By Karen Pierog and Dave McKinney
CHICAGO (Reuters) - A U.S. judge on Friday dealt a major financial blow to Illinois by ordering the cash-strapped state to pay $586 million a month to Medicaid providers to ensure continued medical care for poor and disabled residents.
The order by Judge Joan Lefkow also stipulated that Illinois send $2 billion to Medicaid providers during the fiscal year that starts on Saturday to pay down the existing $3.1 billion backlog of unpaid bills.
Illinois Comptroller Susana Mendoza, whose office pays the state's bills, said the ruling "takes the state’s finances from horrific to catastrophic" and called on state lawmakers to immediately pass a budget.

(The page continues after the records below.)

//! Error types for `bolus-core`.

use thiserror::Error;

#[derive(Debug, Error)]
pub enum Error {
  #[error("profile definition is not valid JSON: {0}")]
  MalformedProfile(#[source] serde_json::Error),

  #[error("profile has no basal block covering minute {0} of day")]
  EmptyBasalSchedule(u32),

  #[error("serialization error: {0}")]
  Serialization(#[from] serde_json::Error),
}

pub type Result<T, E = Error> = std::result::Result<T, E>;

"Payments to the state’s pension funds; state payroll including legislator pay; general state aid to schools and payments to local governments – in some combination – will likely have to be cut," she said in a statement. "Payments to the state’s bond-holders will continue uninterrupted."
The decision came as Illinois lawmakers failed to reach consensus on a budget on Friday, leaving a state with the worst credit rating in the nation poised to enter a third-straight fiscal year without a full operating budget.
Governor Bruce Rauner's office had no comment on the ruling.
Lefkow had issued an order on June 7 that concluded Illinois was not complying with federal consent decrees regarding Medicaid. That order allowed attorneys representing Illinois' 3 million Medicaid recipients to seek a subsequent order forcing the state to increase payments to managed-care organizations, which in turn pay doctors, hospitals and others.
Illinois' unprecedented budget impasse between its Republican governor and Democrats who control the legislature has ballooned the state's unpaid bill pile to about $15 billion.